The opening combination has been in a shambles for nearly two years, a champion batsman is set to walk into sun set sooner than later and there is no right replacement for him, and the bowling cupboard – pace and spin alike – looks almost empty, and of course, the retirement of two legends’ has left a huge void in the middle-order, and their replacements, however talented they are, need time to settle down in top-flight cricket.
But Indians were least bothered by those facts, and continued to believe in their supremacy on doctored pitches. One bad session England had at Ahmedabad also fed their conviction about their invincibility, and in sports, such notions often lead to perdition. While the Englishmen continued to work hard at the nets, the Indians preferred ‘optional nets’ even a day before a Test match.
That lack of preparation was quite evident in Mumbai when English spinners, especially Monty Panesar, harrowed them. They weren’t up to the mark when Panesar spun the ball around them in the mid-90 kmph, and it was quite a muddling sight to see them hopping and edging around against a type of bowler they should have dominated with ease.
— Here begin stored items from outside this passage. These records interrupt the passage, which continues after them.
//! Exported C functions
//!
//! Sessions cross the boundary as opaque pointers owned by the caller
//! between `*_init` and `*_fini`. All buffers stay caller-owned and no
//! reference to them is kept past the call that received them.

pub mod abi;

use std::ffi::{c_char, c_void};

use crate::backend;
use crate::bridge::{
    decode_audio, AudioConverterBackend, AvcDecodeSession, AvcDecodeStats, CaptureBackend,
    CaptureSession, CaptureStats, DecodeRequest, VideoDecoderBackend,
};
use crate::log::Log;

/// Initialize logging.
///
/// The level is one of "error", "warn", "info", "debug", "trace"; null or
/// empty selects "info". `AVBRIDGE_LOG` overrides it with filter directives.
///
/// Returns a zero on success, or a negative code on failure.
///
/// # Safety
/// - The caller must ensure that level is null or a valid null-terminated C string.
#[no_mangle]
pub unsafe extern "C" fn avbridge_log_level(level: *const c_char) -> i32 {
    abi::return_code(move || {
        Log::parse(abi::parse_str(level)?)?.init();
        Ok(())
    })
}

/// Decode one ADTS-framed AAC packet into `frames` frames of interleaved f32 PCM.
///
/// `state` is reserved and ignored. Succeeds only when the decoded size
/// equals `size_out` exactly; nothing is written otherwise.
///
/// Returns a zero on success, or a negative code on failure.
///
/// # Safety
/// - The caller must ensure that data_in is valid for size_in bytes.
/// - The caller must ensure that data_out is valid for writes of size_out bytes.
#[no_mangle]
#[allow(clippy::too_many_arguments)]
pub unsafe extern "C" fn avbridge_decode_audio(
    state: *mut c_void,
    codec: i64,
    rate: i64,
    channels: i64,
    frames: i64,
    data_in: *const u8,
    size_in: i64,
    data_out: *mut u8,
    size_out: i64,
) -> i32 {
    decode_audio_with(
        backend::audio(),
        state,
        codec,
        rate,
        channels,
        frames,
        data_in,
        size_in,
        data_out,
        size_out,
    )
}

#[allow(clippy::too_many_arguments)]
unsafe fn decode_audio_with(
    backend: &dyn AudioConverterBackend,
    _state: *mut c_void,
    codec: i64,
    rate: i64,
    channels: i64,
    frames: i64,
    data_in: *const u8,
    size_in: i64,
    data_out: *mut u8,
    size_out: i64,
) -> i32 {
    abi::return_code(move || {
        let input = abi::parse_slice(data_in, abi::parse_len(size_in)?)?;
        let out = abi::parse_slice_mut(data_out, abi::parse_len(size_out)?)?;

        let request = DecodeRequest {
            codec,
            sample_rate: rate,
            channels,
            frames,
            input,
        };

        decode_audio(backend, &request, out).inspect_err(|e| {
            tracing::debug!(target: "avbridge", error = %e, "audio decode failed");
        })
    })
}

/// Open a capture device and wait for its first frame.
///
/// An empty or null `device` selects the platform default. On success the
/// frame byte count, width and height are stored through the non-null
/// out-pointers.
///
/// Returns a session handle, or null on failure. Release it with [avbridge_capture_fini].
///
/// # Safety
/// - The caller must ensure that device is null or a valid null-terminated C string.
/// - The caller must ensure that bytes, width and height are null or valid for writes.
#[no_mangle]
pub unsafe extern "C" fn avbridge_capture_init(
    device: *const c_char,
    bytes: *mut i64,
    width: *mut i64,
    height: *mut i64,
) -> *mut CaptureSession {
    capture_init_with(backend::capture(), device, bytes, width, height)
}

unsafe fn capture_init_with(
    backend: &dyn CaptureBackend,
    device: *const c_char,
    bytes: *mut i64,
    width: *mut i64,
    height: *mut i64,
) -> *mut CaptureSession {
    abi::return_handle("capture init", move || {
        let device = abi::parse_str(device)?;
        let session = CaptureSession::open(backend, device)?;

        let geometry = session.geometry();
        abi::write_out(bytes, geometry.bytes)?;
        abi::write_out(width, geometry.width)?;
        abi::write_out(height, geometry.height)?;

        Ok(session)
    })
}

/// Block until the next captured frame has been copied into `data`.
///
/// A buffer smaller than the session byte count is refused without waiting.
///
/// # Safety
/// - The caller must ensure that session was returned by [avbridge_capture_init] and not finalized.
/// - The caller must ensure that data is valid for writes of size bytes.
#[no_mangle]
pub unsafe extern "C" fn avbridge_capture_next(
    session: *mut CaptureSession,
    data: *mut u8,
    size: i64,
) {
    let status = abi::return_code(move || {
        let session = abi::parse_handle(session)?;
        let out = abi::parse_slice_mut(data, abi::parse_len(size)?)?;
        session.next_frame(out)
    });

    if status < 0 {
        tracing::debug!(target: "avbridge", status, "capture next failed");
    }
}

/// Stop the device and release the session. Null is ignored.
///
/// # Safety
/// - The caller must ensure that session was returned by [avbridge_capture_init] and is finalized once.
#[no_mangle]
pub unsafe extern "C" fn avbridge_capture_fini(session: *mut CaptureSession) {
    abi::return_code(move || {
        if !session.is_null() {
            unsafe { Box::from_raw(session) }.finish();
        }
    });
}

/// Copy the session's diagnostic counters into `stats`.
///
/// Returns a zero on success, or a negative code on failure.
///
/// # Safety
/// - The caller must ensure that session is live and stats is valid for writes.
#[no_mangle]
pub unsafe extern "C" fn avbridge_capture_stats(
    session: *mut CaptureSession,
    stats: *mut CaptureStats,
) -> i32 {
    abi::return_code(move || {
        let session = abi::parse_handle(session)?;
        let stats = abi::parse_handle(stats)?;
        *stats = session.stats();
        Ok(())
    })
}

/// Create an H.264 decode session from one PPS and one SPS.
///
/// On success the cropped width, height and packed 4:2:0 frame size are
/// stored through the non-null out-pointers.
///
/// Returns a session handle, or null on failure. Release it with [avbridge_avc_decode_fini].
///
/// # Safety
/// - The caller must ensure that pps and sps are valid for their sizes.
/// - The caller must ensure that width, height and bytes are null or valid for writes.
#[no_mangle]
pub unsafe extern "C" fn avbridge_avc_decode_init(
    pps: *const u8,
    pps_size: i64,
    sps: *const u8,
    sps_size: i64,
    width: *mut i64,
    height: *mut i64,
    bytes: *mut i64,
) -> *mut AvcDecodeSession {
    avc_decode_init_with(
        backend::video(),
        pps,
        pps_size,
        sps,
        sps_size,
        width,
        height,
        bytes,
    )
}

#[allow(clippy::too_many_arguments)]
unsafe fn avc_decode_init_with(
    backend: &dyn VideoDecoderBackend,
    pps: *const u8,
    pps_size: i64,
    sps: *const u8,
    sps_size: i64,
    width: *mut i64,
    height: *mut i64,
    bytes: *mut i64,
) -> *mut AvcDecodeSession {
    abi::return_handle("avc decode init", move || {
        let pps = abi::parse_slice(pps, abi::parse_len(pps_size)?)?;
        let sps = abi::parse_slice(sps, abi::parse_len(sps_size)?)?;
        let session = AvcDecodeSession::open(backend, pps, sps)?;

        let format = session.format();
        abi::write_out(width, format.width())?;
        abi::write_out(height, format.height())?;
        abi::write_out(bytes, format.output_size())?;

        Ok(session)
    })
}

/// Decode one length-prefixed H.264 sample into `data_out` as packed 4:2:0.
///
/// A destination smaller than the session frame size is left untouched.
///
/// Returns a zero on success, or a negative code on failure.
///
/// # Safety
/// - The caller must ensure that session was returned by [avbridge_avc_decode_init] and not finalized.
/// - The caller must ensure that data_in is valid for size_in bytes and data_out for writes of size_out bytes.
#[no_mangle]
pub unsafe extern "C" fn avbridge_avc_decode_next(
    session: *mut AvcDecodeSession,
    data_in: *const u8,
    size_in: i64,
    data_out: *mut u8,
    size_out: i64,
) -> i32 {
    abi::return_code(move || {
        let session = abi::parse_handle(session)?;
        let input = abi::parse_slice(data_in, abi::parse_len(size_in)?)?;
        let out = abi::parse_slice_mut(data_out, abi::parse_len(size_out)?)?;
        session.decode_next(input, out).inspect_err(|e| {
            tracing::debug!(target: "avbridge", error = %e, "avc decode failed");
        })
    })
}

/// Release a decode session. Null is ignored.
///
/// # Safety
/// - The caller must ensure that session was returned by [avbridge_avc_decode_init] and is finalized once.
#[no_mangle]
pub unsafe extern "C" fn avbridge_avc_decode_fini(session: *mut AvcDecodeSession) {
    abi::return_code(move || {
        if !session.is_null() {
            drop(unsafe { Box::from_raw(session) });
        }
    });
}

/// Copy the session's diagnostic counters into `stats`.
///
/// Returns a zero on success, or a negative code on failure.
///
/// # Safety
/// - The caller must ensure that session is live and stats is valid for writes.
#[no_mangle]
pub unsafe extern "C" fn avbridge_avc_decode_stats(
    session: *mut AvcDecodeSession,
    stats: *mut AvcDecodeStats,
) -> i32 {
    abi::return_code(move || {
        let session = abi::parse_handle(session)?;
        let stats = abi::parse_handle(stats)?;
        *stats = session.stats();
        Ok(())
    })
}
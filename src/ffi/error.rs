//! AVERROR codes the wrappers branch on, and the error carried out of a
//! failed libav* call.

use std::ffi::CStr;
use std::os::raw::{c_char, c_int};

/// `FFERRTAG('E','O','F',' ')`: decoder drained or input ended
pub const AVERROR_EOF: c_int = -(i32::from_le_bytes(*b"EOF "));

/// `AVERROR(EAGAIN)`: nothing available yet, try again later
#[cfg(any(target_os = "macos", target_os = "ios", target_os = "freebsd"))]
pub const AVERROR_EAGAIN: c_int = -35;
#[cfg(not(any(target_os = "macos", target_os = "ios", target_os = "freebsd")))]
pub const AVERROR_EAGAIN: c_int = -11;

/// A negative libav* return value and its `av_strerror` text
#[derive(Debug, Clone, PartialEq, Eq, thiserror::Error)]
#[error("{message} (AVERROR {code})")]
pub struct FFmpegError {
  pub code: c_int,
  pub message: String,
}

impl FFmpegError {
  pub fn from_code(code: c_int) -> Self {
    let mut buf = [0 as c_char; 128];
    let ret = unsafe { super::avutil::av_strerror(code, buf.as_mut_ptr(), buf.len()) };
    let message = if ret < 0 {
      format!("unknown error {}", code)
    } else {
      unsafe { CStr::from_ptr(buf.as_ptr()) }.to_string_lossy().into_owned()
    };
    Self { code, message }
  }
}

/// Pass non-negative return values through, turn the rest into [`FFmpegError`]
#[inline]
pub fn check_error(ret: c_int) -> Result<c_int, FFmpegError> {
  match ret {
    ret if ret < 0 => Err(FFmpegError::from_code(ret)),
    ret => Ok(ret),
  }
}

#[cfg(test)]
mod tests {
  use super::*;

  #[test]
  fn test_eof_tag() {
    // -MKTAG('E', 'O', 'F', ' ')
    assert_eq!(AVERROR_EOF, -0x2046_4F45);
  }

  #[test]
  fn test_check_error() {
    assert_eq!(check_error(0).unwrap(), 0);
    assert_eq!(check_error(42).unwrap(), 42);

    let err = check_error(AVERROR_EAGAIN).unwrap_err();
    assert_eq!(err.code, AVERROR_EAGAIN);
    assert!(!err.message.is_empty());
  }

  #[test]
  fn test_eof_message() {
    let err = FFmpegError::from_code(AVERROR_EOF);
    assert_eq!(err.message, "End of file");
    assert!(err.to_string().contains("End of file"));
  }
}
Everything in Mumbai was in India’s favour – pitch, toss and even runs in the first innings, a 300-plus total to be precise. Still they slipped into a defeat, and you would naturally expect an effort to deal with the situation. There wasn’t any. Dhoni kept on insisting on the need for more such pitches to suit India’s game plan, revealing the state of denial in which the Indians have been inhabiting for a while now.
What Indians need to do now is to look in the mirror and accept that they have become — an ordinary Test side. They perforce have to look at the positives such as the form showed by Cheteshwer Pujara and Virat Kohli (in the final Test), and realise that the time has come to move forward rather than falling back upon past records. Just that they need to have the courage for an honest introspection!